Coldplay’s latest album will eventually make it to Spotify, according to the band’s manager.
But not until most of the juice has been squeezed from iTunes, which is probably months from now. “I am very concerned,” manager Dave Holmes told BusinessWeek. “Spotify competes with download stores.”
The comments come right as the album, Mylo Xyloto, crosses platinum in the US. Of that, nearly 60 percent of the one-million-plus sales have come from paid downloads, according to Nielsen Soundscan. And, in turn, a big chunk of those downloads came from the iTunes Store.
Which means Spotify users will be the last to get access, according to a loose windowing timetable offered by Holmes. “Like all of Coldplay’s other titles, the new album will be on [Spotify] eventually,” the manager relayed, which also means the same process starts over again when Coldplay releases another album.

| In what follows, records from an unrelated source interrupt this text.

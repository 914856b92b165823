//! Builders for test inputs in each supported encoding.

#![allow(dead_code)]

use std::fs;
use std::io::Write;
use std::path::Path;

use bzip2::write::BzEncoder;
use flate2::write::GzEncoder;

/// `count` distinct lines: `<tag>-0`, `<tag>-1`, ...
pub fn numbered_lines(tag: &str, count: usize) -> Vec<String> {
    (0..count).map(|i| format!("{tag}-{i}")).collect()
}

/// Joins lines, terminating each with `\n`.
pub fn text(lines: &[String]) -> Vec<u8> {
    let mut out = Vec::new();
    for line in lines {
        out.extend_from_slice(line.as_bytes());
        out.push(b'\n');
    }
    out
}

pub fn gzip(content: &[u8]) -> Vec<u8> {
    let mut encoder = GzEncoder::new(Vec::new(), flate2::Compression::fast());
    encoder.write_all(content).expect("gzip write");
    encoder.finish().expect("gzip finish")
}

pub fn bzip2(content: &[u8]) -> Vec<u8> {
    let mut encoder = BzEncoder::new(Vec::new(), bzip2::Compression::fast());
    encoder.write_all(content).expect("bzip2 write");
    encoder.finish().expect("bzip2 finish")
}

/// Writes `lines` to `path`, compressed according to the path's suffix.
pub fn write_input(path: &Path, lines: &[String]) {
    let plain = text(lines);
    let name = path.to_string_lossy();
    let content = if name.ends_with(".gz") {
        gzip(&plain)
    } else if name.ends_with(".bz2") {
        bzip2(&plain)
    } else {
        plain
    };
    fs::write(path, content).expect("Failed to write test input");
}
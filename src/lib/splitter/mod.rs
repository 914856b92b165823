//! The line splitter pipeline.
//!
//! Three stages connected by bounded channels:
//!
//! ```text
//! inputs --> [file feeder] --ReadTarget--> [scan pool] --Line--> [write pool] --> shards
//! ```
//!
//! The feeder publishes input paths, `parallelism` scan workers turn each input into lines,
//! and one write worker per shard drains the line queue into its own output file. A line
//! goes to whichever write worker receives it first.
//!
//! Every stage observes one cancellation token. A failing worker cancels it, which unblocks
//! the workers of every stage at their next channel operation; the orchestrator still joins
//! all stages and reports their errors together.

mod config;
mod feeder;
mod scan;
mod write;

use std::sync::Arc;

use crossbeam_channel::bounded;

use crate::cancel::{CancelReason, CancellationToken};
use crate::errors::{ErrorList, Result, SplitError};
use crate::fs::{FileSystem, LocalFileSystem, is_stdin_path};
use crate::progress::Diagnostics;
use crate::stage::StageHandle;

pub use config::{DEFAULT_MAX_LINE_LENGTH, SplitConfig};

/// One input line without its terminator.
///
/// Lines are raw bytes; no encoding is assumed.
#[derive(Debug, Clone, PartialEq, Eq)]
pub struct Line(Vec<u8>);

impl Line {
    #[must_use]
    pub fn as_bytes(&self) -> &[u8] {
        &self.0
    }

    #[must_use]
    pub fn into_bytes(self) -> Vec<u8> {
        self.0
    }
}

impl From<Vec<u8>> for Line {
    fn from(bytes: Vec<u8>) -> Self {
        Self(bytes)
    }
}

impl From<&str> for Line {
    fn from(s: &str) -> Self {
        Self(s.as_bytes().to_vec())
    }
}

/// An input waiting to be scanned.
#[derive(Debug, Clone, PartialEq, Eq)]
pub struct ReadTarget {
    path: String,
}

impl ReadTarget {
    #[must_use]
    pub fn new(path: impl Into<String>) -> Self {
        Self { path: path.into() }
    }

    #[must_use]
    pub fn path(&self) -> &str {
        &self.path
    }

    /// True if this target reads standard input.
    #[must_use]
    pub fn is_stdin(&self) -> bool {
        is_stdin_path(&self.path)
    }
}

/// Counts reported by a successful run.
#[derive(Debug, Clone, Copy, Default, PartialEq, Eq)]
pub struct SplitSummary {
    /// Inputs published by the feeder.
    pub files: u64,
    /// Lines read from all inputs.
    pub lines_scanned: u64,
    /// Lines written across all shards.
    pub lines_written: u64,
}

/// The cancellation error a worker returns once it observes `token`.
pub(crate) fn cancelled(token: &CancellationToken) -> SplitError {
    SplitError::Cancelled(token.reason().unwrap_or(CancelReason::Failure))
}

/// Runs split jobs against a [`FileSystem`].
///
/// # Example
/// ```no_run
/// use shardsplit_lib::cancel::CancellationToken;
/// use shardsplit_lib::splitter::{SplitConfig, Splitter};
///
/// let config = SplitConfig { shards: 4, compression: "gzip".to_string(), ..SplitConfig::default() };
/// let inputs = vec!["in/file0".to_string(), "in/file1.bz2".to_string()];
/// let summary = Splitter::new().run(&inputs, &config, &CancellationToken::new()).unwrap();
/// assert_eq!(summary.lines_scanned, summary.lines_written);
/// ```
#[derive(Clone)]
pub struct Splitter {
    fs: Arc<dyn FileSystem>,
    diagnostics: Diagnostics,
}

impl Splitter {
    /// A splitter on the local file system, with diagnostics on standard error.
    #[must_use]
    pub fn new() -> Self {
        Self { fs: Arc::new(LocalFileSystem), diagnostics: Diagnostics::stderr() }
    }

    /// Replaces the file system.
    #[must_use]
    pub fn with_file_system(mut self, fs: Arc<dyn FileSystem>) -> Self {
        self.fs = fs;
        self
    }

    /// Replaces the sink verbose diagnostics go to.
    #[must_use]
    pub fn with_diagnostics(mut self, diagnostics: Diagnostics) -> Self {
        self.diagnostics = diagnostics;
        self
    }

    /// Splits the lines of `inputs` across `config.shards` output files.
    ///
    /// Stages start in reverse data-flow order (write, scan, feeder) and are joined in
    /// data-flow order; each queue is closed only after its producer stage has been joined.
    /// Cancelling `cancel` (or letting a deadline armed on it pass) stops the run; failures
    /// inside the run never cancel `cancel` itself.
    ///
    /// # Errors
    ///
    /// Configuration errors are returned before any file is touched. A shard that cannot be
    /// created aborts the run before any input is read. Otherwise the error combines the
    /// errors of every stage, each tagged with its stage name; cancellations caused by
    /// another failure are left out.
    pub fn run(
        &self,
        inputs: &[String],
        config: &SplitConfig,
        cancel: &CancellationToken,
    ) -> Result<SplitSummary> {
        let compression = config.validate()?;
        SplitConfig::validate_inputs(inputs)?;

        let token = cancel.child_token();
        let _guard = token.clone().drop_guard();
        let diagnostics = self.diagnostics.clone().when(config.verbose);

        let (line_tx, line_rx) = bounded::<Line>(config.parallelism);
        let write_stage =
            write::start_write_stage(self.fs.as_ref(), config, compression, token.clone(), line_rx)
                .map_err(|e| e.in_stage("write"))?;
        log::debug!("Started {} write workers", write_stage.len());

        let mut errors = ErrorList::new();
        let (target_tx, target_rx) = bounded::<ReadTarget>(config.parallelism);
        let scan_stage = errors.record(
            scan::start_scan_stage(
                Arc::clone(&self.fs),
                config,
                diagnostics.clone(),
                token.clone(),
                target_rx,
                line_tx.clone(),
            )
            .map_err(|e| e.in_stage("scan")),
        );
        let file_stage = if scan_stage.is_some() {
            errors.record(
                feeder::start_file_stage(
                    inputs.to_vec(),
                    diagnostics,
                    token.clone(),
                    target_tx.clone(),
                )
                .map_err(|e| e.in_stage("file")),
            )
        } else {
            None
        };

        let files = join_stage(file_stage, &mut errors);
        drop(target_tx);
        let lines_scanned = join_stage(scan_stage, &mut errors);
        drop(line_tx);
        let lines_written = join_stage(Some(write_stage), &mut errors);

        log::debug!(
            "Pipeline finished: files={files} scanned={lines_scanned} written={lines_written}"
        );
        errors.drop_secondary_cancellations();
        errors.into_result()?;
        Ok(SplitSummary { files, lines_scanned, lines_written })
    }
}

impl Default for Splitter {
    fn default() -> Self {
        Self::new()
    }
}

impl std::fmt::Debug for Splitter {
    fn fmt(&self, f: &mut std::fmt::Formatter<'_>) -> std::fmt::Result {
        f.debug_struct("Splitter").field("diagnostics", &self.diagnostics).finish_non_exhaustive()
    }
}

/// Waits for a stage (if it started) and records its error under the stage's name.
fn join_stage(stage: Option<StageHandle<u64>>, errors: &mut ErrorList) -> u64 {
    let Some(stage) = stage else { return 0 };
    let name = stage.name();
    let result = stage.get();
    if let Some(e) = result.error {
        errors.push(e.in_stage(name));
    }
    result.value
}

All of which seems like a raw deal to Spotify executives, especially since major labels have already been paid tens of millions of dollars (at least) for licensing privileges. Yet superstar artists have a very influential voice in this discussion, despite the presence of these massive, upfront licensing ransoms. “If Lady Gaga doesn’t want her latest album on Spotify, her label will listen or she may get a creative flu or miss certain promotional appearances,” Ted Cohen chimed in. “A recording artist can be petulant.”